Hasson warned that even the Japanese – who were well prepared for the possibility of a strong earthquake – were “surprised” by the force of the last quake. “We in Israel are always on the edge of an emergency situation,” he said.

While it is true that not every eventuality can be safely managed, Hasson added that “one can plan better than we have today. We still have not received satisfactory answers from the Health Ministry and Magen David Adom on the lack of manpower and hospital beds.”



Only some hospitals in the north and south were fortified with underground emergency rooms, surgical theaters and other vital facilities – and this took much time and private fundraising when state funding was inadequate.

But Adatto said that due to enemy missiles having longer ranges and more power, all the general, geriatric, rehabilitation and psychiatric hospitals around Israel could have to admit wounded patients.

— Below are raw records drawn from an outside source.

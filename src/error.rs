//! Error types for table construction and evaluation.
use std::path::PathBuf;

use thiserror::Error;

/// Convenience alias used throughout the crate.
pub type Result<T> = std::result::Result<T, TableError>;

/// Errors while building, decoding, or evaluating a table.
///
/// Construction either succeeds completely or returns one of these;
/// no partially-valid table is ever produced.
#[derive(Debug, Error)]
pub enum TableError {
    /// The delimited text file could not be opened or read
    #[error("failed to read `{}`: {source}", .path.display())]
    Io {
        path: PathBuf,
        #[source]
        source: std::io::Error,
    },

    /// Encoded rank is not an integer in `[1, MAX_RANK]`
    #[error("rank must be an integer in the range [1, 32], got {value}")]
    InvalidRank { value: f64 },

    /// Encoded rank differs from the number of inputs the caller declared
    #[error("rank must match the number of inputs: expected {expected} but was {found}")]
    RankMismatch { expected: usize, found: usize },

    /// A dimension is not an integer >= 1
    #[error("size of dimension {axis} must be an integer >= 1, got {value}")]
    InvalidDimension { axis: usize, value: f64 },

    /// Buffer is too short to hold its own header
    #[error("buffer has {len} elements but at least {required} are required")]
    InvalidSize { len: usize, required: usize },

    /// Buffer length disagrees with the length implied by its header
    #[error("buffer has the wrong number of elements for its dimensions: expected {expected} but was {found}")]
    SizeMismatch { expected: usize, found: usize },

    /// Product of axis lengths differs from the length of the data block
    #[error("product of breakpoint counts is {expected} but the data block has {found} elements")]
    DimensionProductMismatch { expected: usize, found: usize },

    /// Malformed numeric token in strict parsing mode
    #[error("cannot parse `{token}` at row {row}, column {column} as a number")]
    Parse {
        row: usize,
        column: usize,
        token: String,
    },

    #[error("evaluation failed: {0}")]
    Evaluation(#[from] EvaluationError),
}

/// Failures reported by the interpolation kernel.
#[derive(Debug, Clone, PartialEq, Error)]
pub enum EvaluationError {
    #[error("expected {expected} coordinates but got {found}")]
    DimensionMismatch { expected: usize, found: usize },

    #[error("coordinate on axis {axis} is not a number")]
    NotFinite { axis: usize },

    /// Raised under `ExtrapMethod::Reject` only
    #[error("coordinate {value} on axis {axis} is outside the table range [{min}, {max}]")]
    OutOfRange {
        axis: usize,
        value: f64,
        min: f64,
        max: f64,
    },

    #[error("breakpoints on axis {axis} are not strictly increasing at index {index}")]
    NonMonotonic { axis: usize, index: usize },

    #[error("unknown {kind} method code {code}")]
    UnknownMethod { kind: &'static str, code: i32 },
}
use rand::Rng;
use rand::SeedableRng;
use rand::distr::StandardUniform;
use rand::rngs::StdRng;

/// Fixed random seed to support repeatable testing
const SEED: [u8; 32] = [
    0, 1, 2, 3, 4, 5, 6, 7, 8, 9, 10, 11, 12, 13, 14, 15, 16, 15, 14, 13, 12, 11, 10, 9, 8, 7, 6,
    5, 4, 3, 2, 1,
];

/// Get a random number generator with a const seed for repeatable testing
pub fn rng_fixed_seed() -> StdRng {
    StdRng::from_seed(SEED)
}

/// Generate `n` random numbers using provided generator
pub fn randn<T>(rng: &mut StdRng, n: usize) -> Vec<T>
where
    StandardUniform: rand::distr::Distribution<T>,
{
    std::iter::repeat_with(|| rng.random::<T>())
        .take(n)
        .collect()
}

/// Random strictly increasing breakpoints spanning roughly `[start, stop]`
pub fn jittered_axis(rng: &mut StdRng, start: f64, stop: f64, n: usize) -> Vec<f64> {
    let mut x = crate::utils::linspace(start, stop, n);
    let step = (stop - start) / (n - 1) as f64;
    let dx = randn::<f64>(rng, n);
    (0..n).for_each(|i| x[i] += (dx[i] - 0.5) * step / 4.0);
    (0..n - 1).for_each(|i| assert!(x[i + 1] > x[i]));
    x
}

/// Route `log` output through the test harness; safe to call from every test
pub fn init_logging() {
    let _ = env_logger::builder().is_test(true).try_init();
}

/// Write a fixture file under the system temp dir, unique per test name
pub fn write_fixture(name: &str, contents: &str) -> std::path::PathBuf {
    let path = std::env::temp_dir().join(format!(
        "ndtable-{}-{}.csv",
        std::process::id(),
        name
    ));
    std::fs::write(&path, contents).unwrap();
    path
}
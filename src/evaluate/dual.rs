//! Forward-mode dual numbers.
//!
//! Every quantity in the kernel carries its value and its derivative along
//! the requested direction, so the directional derivative of the interpolant
//! falls out of the same arithmetic that produces the value.
use std::ops::{Add, Div, Mul, Neg, Sub};

#[derive(Clone, Copy, Debug, PartialEq)]
pub(crate) struct Dual {
    /// Value
    pub v: f64,
    /// Directional derivative
    pub d: f64,
}

impl Dual {
    pub const ZERO: Self = Self { v: 0.0, d: 0.0 };
    pub const ONE: Self = Self { v: 1.0, d: 0.0 };

    #[inline]
    pub fn new(v: f64, d: f64) -> Self {
        Self { v, d }
    }

    #[inline]
    pub fn constant(v: f64) -> Self {
        Self { v, d: 0.0 }
    }

    #[inline]
    pub fn abs(self) -> Self {
        if self.v < 0.0 {
            -self
        } else {
            self
        }
    }

    /// Lesser of the two by value
    #[inline]
    pub fn min(self, other: Self) -> Self {
        if other.v < self.v {
            other
        } else {
            self
        }
    }
}

impl Add for Dual {
    type Output = Self;
    #[inline]
    fn add(self, rhs: Self) -> Self {
        Self::new(self.v + rhs.v, self.d + rhs.d)
    }
}

impl Sub for Dual {
    type Output = Self;
    #[inline]
    fn sub(self, rhs: Self) -> Self {
        Self::new(self.v - rhs.v, self.d - rhs.d)
    }
}

impl Mul for Dual {
    type Output = Self;
    #[inline]
    fn mul(self, rhs: Self) -> Self {
        Self::new(self.v * rhs.v, self.d * rhs.v + self.v * rhs.d)
    }
}

impl Div for Dual {
    type Output = Self;
    #[inline]
    fn div(self, rhs: Self) -> Self {
        Self::new(
            self.v / rhs.v,
            (self.d * rhs.v - self.v * rhs.d) / (rhs.v * rhs.v),
        )
    }
}

impl Neg for Dual {
    type Output = Self;
    #[inline]
    fn neg(self) -> Self {
        Self::new(-self.v, -self.d)
    }
}

impl Add<f64> for Dual {
    type Output = Self;
    #[inline]
    fn add(self, rhs: f64) -> Self {
        Self::new(self.v + rhs, self.d)
    }
}

impl Sub<f64> for Dual {
    type Output = Self;
    #[inline]
    fn sub(self, rhs: f64) -> Self {
        Self::new(self.v - rhs, self.d)
    }
}

impl Mul<f64> for Dual {
    type Output = Self;
    #[inline]
    fn mul(self, rhs: f64) -> Self {
        Self::new(self.v * rhs, self.d * rhs)
    }
}
//! Convenience methods for constructing grids in a way that echoes,
//! but does not exactly match, methods common in scripting languages.
use itertools::Itertools;
use num_traits::Float;

/// Generates evenly spaced values from start to stop,
/// including the endpoint.
///
/// Returns just `start` for `n == 1` and nothing for `n == 0`.
pub fn linspace<T>(start: T, stop: T, n: usize) -> Vec<T>
where
    T: Float,
{
    match n {
        0 => Vec::new(),
        1 => vec![start],
        _ => {
            let dx: T = (stop - start) / T::from(n - 1).unwrap_or_else(T::nan);
            (0..n)
                .map(|i| start + T::from(i).unwrap_or_else(T::nan) * dx)
                .collect()
        }
    }
}

/// Generates a meshgrid in C ordering (x0, y0, z0, x0, y0, z1, ..., x0, yn, zn),
/// which is also the order of a table's data block.
pub fn meshgrid<T>(x: Vec<&Vec<T>>) -> Vec<Vec<T>>
where
    T: Float,
{
    x.into_iter()
        .multi_cartesian_product()
        .map(|xx| xx.iter().map(|y| **y).collect())
        .collect()
}

/// Fill a row-major data block by evaluating `f` at every grid point.
pub fn tabulate<T, F>(axes: &[Vec<T>], f: F) -> Vec<T>
where
    T: Float,
    F: Fn(&[T]) -> T,
{
    meshgrid(axes.iter().collect())
        .iter()
        .map(|p| f(p))
        .collect()
}

#[cfg(test)]
mod test {
    use super::{linspace, meshgrid, tabulate};

    #[test]
    fn test_linspace() {
        assert_eq!(linspace(0.0, 1.0, 3), vec![0.0, 0.5, 1.0]);
        assert_eq!(linspace(2.0, 5.0, 1), vec![2.0]);
        assert!(linspace(2.0_f64, 5.0, 0).is_empty());
    }

    #[test]
    fn test_meshgrid_order() {
        let x = vec![0.0, 1.0];
        let y = vec![10.0, 20.0, 30.0];
        let g = meshgrid(vec![&x, &y]);
        assert_eq!(g.len(), 6);
        assert_eq!(g[1], vec![0.0, 20.0]);
        assert_eq!(g[3], vec![1.0, 10.0]);

        let z = tabulate(&[x, y], |p| p[0] + p[1]);
        assert_eq!(z, vec![10.0, 20.0, 30.0, 11.0, 21.0, 31.0]);
    }
}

Thus all of them needed fortification, she said.

Adatto added that even during an ordinary, flu-ridden winter season, there are ordinarily about 10,000 acute hospital patients.

“But we also have to prepare for an earthquake, or a war at the same time,” she said. “It is still not clear who would manage such an occurrence – the Ministry, the Israel Defense Forces or a National Emergency Authority.”

Lev, a longtime senior ministry official, said “in five years, hospital fortification will be much improved.” He agreed with Adatto that all hospitals need to be fortified, but due to financial limitations the priority now is mostly for those in the periphery.

Ziv Hospital director Dr. Oscar Embon warned that although his hospital was hit from missiles in the Second Lebanon War, it has not been fortified.

“We are still far away from this because no budget has been found,” he cautioned.

“Also in the event of an earthquake, Ziv is on the top of the list of unprepared hospitals, but it is not being readied.”